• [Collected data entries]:
--- START ---

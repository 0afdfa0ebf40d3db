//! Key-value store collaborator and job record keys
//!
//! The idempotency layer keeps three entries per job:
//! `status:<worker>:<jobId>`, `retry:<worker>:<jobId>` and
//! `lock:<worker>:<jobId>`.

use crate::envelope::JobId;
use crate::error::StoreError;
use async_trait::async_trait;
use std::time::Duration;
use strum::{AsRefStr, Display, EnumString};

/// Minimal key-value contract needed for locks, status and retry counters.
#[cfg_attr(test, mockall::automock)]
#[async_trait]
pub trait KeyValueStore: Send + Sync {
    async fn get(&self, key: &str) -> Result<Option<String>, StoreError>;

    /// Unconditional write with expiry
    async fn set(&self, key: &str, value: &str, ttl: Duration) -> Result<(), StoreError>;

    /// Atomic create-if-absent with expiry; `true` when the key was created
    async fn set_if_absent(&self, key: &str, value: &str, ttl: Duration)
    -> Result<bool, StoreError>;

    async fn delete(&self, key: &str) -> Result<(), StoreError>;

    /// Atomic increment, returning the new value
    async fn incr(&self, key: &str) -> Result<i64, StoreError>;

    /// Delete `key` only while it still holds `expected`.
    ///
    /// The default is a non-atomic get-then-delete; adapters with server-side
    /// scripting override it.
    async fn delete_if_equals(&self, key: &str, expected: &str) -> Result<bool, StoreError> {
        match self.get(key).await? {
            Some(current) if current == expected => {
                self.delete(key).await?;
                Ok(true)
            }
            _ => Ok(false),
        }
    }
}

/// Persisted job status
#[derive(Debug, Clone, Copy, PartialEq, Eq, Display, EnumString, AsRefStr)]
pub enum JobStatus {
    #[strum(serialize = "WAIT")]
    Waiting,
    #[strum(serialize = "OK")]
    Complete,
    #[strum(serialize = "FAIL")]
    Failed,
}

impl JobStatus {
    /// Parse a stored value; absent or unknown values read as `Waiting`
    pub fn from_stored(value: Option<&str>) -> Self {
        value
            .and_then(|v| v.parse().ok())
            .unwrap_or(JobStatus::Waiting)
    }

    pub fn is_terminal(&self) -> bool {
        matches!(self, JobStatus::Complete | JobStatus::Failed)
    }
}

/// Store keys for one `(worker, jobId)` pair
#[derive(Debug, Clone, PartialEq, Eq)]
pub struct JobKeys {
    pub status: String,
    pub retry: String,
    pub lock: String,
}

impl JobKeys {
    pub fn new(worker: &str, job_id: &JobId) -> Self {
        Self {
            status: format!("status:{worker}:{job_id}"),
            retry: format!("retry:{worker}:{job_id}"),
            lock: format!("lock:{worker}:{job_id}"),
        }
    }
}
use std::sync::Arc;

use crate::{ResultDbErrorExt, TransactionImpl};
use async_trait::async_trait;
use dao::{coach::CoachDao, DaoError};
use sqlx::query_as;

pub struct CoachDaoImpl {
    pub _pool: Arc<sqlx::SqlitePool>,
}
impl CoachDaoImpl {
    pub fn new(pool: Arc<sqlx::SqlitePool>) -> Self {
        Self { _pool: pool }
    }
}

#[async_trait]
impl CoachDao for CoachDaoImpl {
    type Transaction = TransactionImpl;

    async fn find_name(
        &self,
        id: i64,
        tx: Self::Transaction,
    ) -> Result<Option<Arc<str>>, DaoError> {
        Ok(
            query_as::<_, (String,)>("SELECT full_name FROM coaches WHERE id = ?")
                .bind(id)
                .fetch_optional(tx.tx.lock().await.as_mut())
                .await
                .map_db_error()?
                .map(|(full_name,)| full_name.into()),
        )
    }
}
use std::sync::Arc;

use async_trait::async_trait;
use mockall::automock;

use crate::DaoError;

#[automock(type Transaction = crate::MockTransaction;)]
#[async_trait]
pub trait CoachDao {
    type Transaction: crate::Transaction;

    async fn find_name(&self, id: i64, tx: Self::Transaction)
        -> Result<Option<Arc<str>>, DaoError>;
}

--- END ---

• [What the exercise asks]:
Give each entry again, spelled exactly as shown.

• [Your response]:
repository 0afdfa0ebf40d3db
//! Key-value store collaborator and job record keys
//!
//! The idempotency layer keeps three entries per job:
//! `status:<worker>:<jobId>`, `retry:<worker>:<jobId>` and
//! `lock:<worker>:<jobId>`.

use crate::envelope::JobId;
use crate::error::StoreError;
use async_trait::async_trait;
use std::time::Duration;
use strum::{AsRefStr, Display, EnumString};

/// Minimal key-value contract needed for locks, status and retry counters.
#[cfg_attr(test, mockall::automock)]
#[async_trait]
pub trait KeyValueStore: Send + Sync {
    async fn get(&self, key: &str) -> Result<Option<String>, StoreError>;

    /// Unconditional write with expiry
    async fn set(&self, key: &str, value: &str, ttl: Duration) -> Result<(), StoreError>;

    /// Atomic create-if-absent with expiry; `true` when the key was created
    async fn set_if_absent(&self, key: &str, value: &str, ttl: Duration)
    -> Result<bool, StoreError>;

    async fn delete(&self, key: &str) -> Result<(), StoreError>;

    /// Atomic increment, returning the new value
    async fn incr(&self, key: &str) -> Result<i64, StoreError>;

    /// Delete `key` only while it still holds `expected`.
    ///
    /// The default is a non-atomic get-then-delete; adapters with server-side
    /// scripting override it.
    async fn delete_if_equals(&self, key: &str, expected: &str) -> Result<bool, StoreError> {
        match self.get(key).await? {
            Some(current) if current == expected => {
                self.delete(key).await?;
                Ok(true)
            }
            _ => Ok(false),
        }
    }
}

/// Persisted job status
#[derive(Debug, Clone, Copy, PartialEq, Eq, Display, EnumString, AsRefStr)]
pub enum JobStatus {
    #[strum(serialize = "WAIT")]
    Waiting,
    #[strum(serialize = "OK")]
    Complete,
    #[strum(serialize = "FAIL")]
    Failed,
}

impl JobStatus {
    /// Parse a stored value; absent or unknown values read as `Waiting`
    pub fn from_stored(value: Option<&str>) -> Self {
        value
            .and_then(|v| v.parse().ok())
            .unwrap_or(JobStatus::Waiting)
    }

    pub fn is_terminal(&self) -> bool {
        matches!(self, JobStatus::Complete | JobStatus::Failed)
    }
}

/// Store keys for one `(worker, jobId)` pair
#[derive(Debug, Clone, PartialEq, Eq)]
pub struct JobKeys {
    pub status: String,
    pub retry: String,
    pub lock: String,
}

impl JobKeys {
    pub fn new(worker: &str, job_id: &JobId) -> Self {
        Self {
            status: format!("status:{worker}:{job_id}"),
            retry: format!("retry:{worker}:{job_id}"),
            lock: format!("lock:{worker}:{job_id}"),
        }
    }
}
use std::sync::Arc;

use crate::{ResultDbErrorExt, TransactionImpl};
use async_trait::async_trait;
use dao::{coach::CoachDao, DaoError};
use sqlx::query_as;

pub struct CoachDaoImpl {
    pub _pool: Arc<sqlx::SqlitePool>,
}
impl CoachDaoImpl {
    pub fn new(pool: Arc<sqlx::SqlitePool>) -> Self {
        Self { _pool: pool }
    }
}

#[async_trait]
impl CoachDao for CoachDaoImpl {
    type Transaction = TransactionImpl;

    async fn find_name(
        &self,
        id: i64,
        tx: Self::Transaction,
    ) -> Result<Option<Arc<str>>, DaoError> {
        Ok(
            query_as::<_, (String,)>("SELECT full_name FROM coaches WHERE id = ?")
                .bind(id)
                .fetch_optional(tx.tx.lock().await.as_mut())
                .await
                .map_db_error()?
                .map(|(full_name,)| full_name.into()),
        )
    }
}
use std::sync::Arc;

use async_trait::async_trait;
use mockall::automock;

use crate::DaoError;

#[automock(type Transaction = crate::MockTransaction;)]
#[async_trait]
pub trait CoachDao {
    type Transaction: crate::Transaction;

    async fn find_name(&self, id: i64, tx: Self::Transaction)
        -> Result<Option<Arc<str>>, DaoError>;
}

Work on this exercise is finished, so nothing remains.